### Task
Retype every record that follows, character for character.

### Dataset excerpts
○ ○ ○ ○

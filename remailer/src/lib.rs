//! The `remailer` delivery agent.
//!
//! Ties the spool scanner, the transformer and processor chains, the SMTP
//! sender and the outputs together behind a small command line. The
//! `server` command runs the long lived [`service::Service`]; the remaining
//! commands are one shot tools for inspecting a spool, sending a single
//! message, resolving MX hosts and provisioning DKIM keys.

pub mod cli;
pub mod commands;
pub mod config;
pub mod controller;
pub mod service;
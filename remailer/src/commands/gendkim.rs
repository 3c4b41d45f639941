use std::path::PathBuf;

use remailer_dkim::{
    Algorithm, SelectorConfig, default_headers, generate, txt_record, write_key_pair,
};
use remailer_pipeline::{StageConfig, processor};
use serde::Serialize;

use crate::cli::GendkimArgs;

/// `dkim` signs the merged headers, so it sits right before `mergeBody`.
const DKIM_INDEX: i64 = 4;

#[derive(Serialize)]
#[serde(rename_all = "kebab-case")]
struct Snippet {
    mail_processors: Vec<StageConfig>,
}

/// A `mail-processors` section: the canonical chain with a `dkim` stage
/// that signs with `selector`.
pub fn selector_snippet(selector: &SelectorConfig) -> anyhow::Result<String> {
    let mut args = serde_yaml::Mapping::new();
    args.insert(
        "selectors".into(),
        serde_yaml::Value::Sequence(vec![serde_yaml::to_value(selector)?]),
    );

    let mut mail_processors = processor::default_configs();
    for stage in &mut mail_processors {
        if stage.index >= DKIM_INDEX {
            stage.index += 1;
        }
    }
    mail_processors.push(
        StageConfig::new("dkim", DKIM_INDEX).with_args(serde_yaml::Value::Mapping(args)),
    );
    mail_processors.sort_by_key(|stage| stage.index);

    Ok(serde_yaml::to_string(&Snippet { mail_processors })?)
}

/// Generate a key pair, write it to `out_path` and print the TXT record and
/// the processor configuration that uses it.
pub fn gendkim(args: &GendkimArgs) -> anyhow::Result<()> {
    if !args.hash.eq_ignore_ascii_case("sha256") {
        anyhow::bail!("unsupported hash {}, only sha256 is supported", args.hash);
    }

    let Ok(algorithm) = args.algorithm.parse::<Algorithm>();
    let pair = generate(algorithm, args.bit_size)?;
    let (public_path, private_path) = write_key_pair(&args.out_path, &args.dkim_domain, &pair)?;
    let txt = txt_record(&args.dkim_domain, &args.selector, algorithm, &pair.public_pem)?;

    let selector = selector_config(args, private_path.clone());
    println!("{txt}");
    println!();
    println!("public key:  {}", public_path.display());
    println!("private key: {}", private_path.display());
    println!();
    print!("{}", selector_snippet(&selector)?);

    Ok(())
}

fn selector_config(args: &GendkimArgs, private_key_file: PathBuf) -> SelectorConfig {
    let Ok(algorithm) = args.algorithm.parse::<Algorithm>();
    SelectorConfig {
        selector: args.selector.clone(),
        domain: args.dkim_domain.clone(),
        algorithm,
        hash: "sha256".to_string(),
        header_relaxed: true,
        body_relaxed: true,
        headers: default_headers(),
        expiration: None,
        private_key_file,
        seal_headers: false,
    }
}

○ ○ ○ ○

### Written solution
filename remailer/src/lib.rs
//! The `remailer` delivery agent.
//!
//! Ties the spool scanner, the transformer and processor chains, the SMTP
//! sender and the outputs together behind a small command line. The
//! `server` command runs the long lived [`service::Service`]; the remaining
//! commands are one shot tools for inspecting a spool, sending a single
//! message, resolving MX hosts and provisioning DKIM keys.

pub mod cli;
pub mod commands;
pub mod config;
pub mod controller;
pub mod service;
filename remailer/src/commands/gendkim.rs
repository 3c4b41d45f639941
use std::path::PathBuf;

use remailer_dkim::{
    Algorithm, SelectorConfig, default_headers, generate, txt_record, write_key_pair,
};
use remailer_pipeline::{StageConfig, processor};
use serde::Serialize;

use crate::cli::GendkimArgs;

/// `dkim` signs the merged headers, so it sits right before `mergeBody`.
const DKIM_INDEX: i64 = 4;

#[derive(Serialize)]
#[serde(rename_all = "kebab-case")]
struct Snippet {
    mail_processors: Vec<StageConfig>,
}

/// A `mail-processors` section: the canonical chain with a `dkim` stage
/// that signs with `selector`.
pub fn selector_snippet(selector: &SelectorConfig) -> anyhow::Result<String> {
    let mut args = serde_yaml::Mapping::new();
    args.insert(
        "selectors".into(),
        serde_yaml::Value::Sequence(vec![serde_yaml::to_value(selector)?]),
    );

    let mut mail_processors = processor::default_configs();
    for stage in &mut mail_processors {
        if stage.index >= DKIM_INDEX {
            stage.index += 1;
        }
    }
    mail_processors.push(
        StageConfig::new("dkim", DKIM_INDEX).with_args(serde_yaml::Value::Mapping(args)),
    );
    mail_processors.sort_by_key(|stage| stage.index);

    Ok(serde_yaml::to_string(&Snippet { mail_processors })?)
}

/// Generate a key pair, write it to `out_path` and print the TXT record and
/// the processor configuration that uses it.
pub fn gendkim(args: &GendkimArgs) -> anyhow::Result<()> {
    if !args.hash.eq_ignore_ascii_case("sha256") {
        anyhow::bail!("unsupported hash {}, only sha256 is supported", args.hash);
    }

    let Ok(algorithm) = args.algorithm.parse::<Algorithm>();
    let pair = generate(algorithm, args.bit_size)?;
    let (public_path, private_path) = write_key_pair(&args.out_path, &args.dkim_domain, &pair)?;
    let txt = txt_record(&args.dkim_domain, &args.selector, algorithm, &pair.public_pem)?;

    let selector = selector_config(args, private_path.clone());
    println!("{txt}");
    println!();
    println!("public key:  {}", public_path.display());
    println!("private key: {}", private_path.display());
    println!();
    print!("{}", selector_snippet(&selector)?);

    Ok(())
}

fn selector_config(args: &GendkimArgs, private_key_file: PathBuf) -> SelectorConfig {
    let Ok(algorithm) = args.algorithm.parse::<Algorithm>();
    SelectorConfig {
        selector: args.selector.clone(),
        domain: args.dkim_domain.clone(),
        algorithm,
        hash: "sha256".to_string(),
        header_relaxed: true,
        body_relaxed: true,
        headers: default_headers(),
        expiration: None,
        private_key_file,
        seal_headers: false,
    }
}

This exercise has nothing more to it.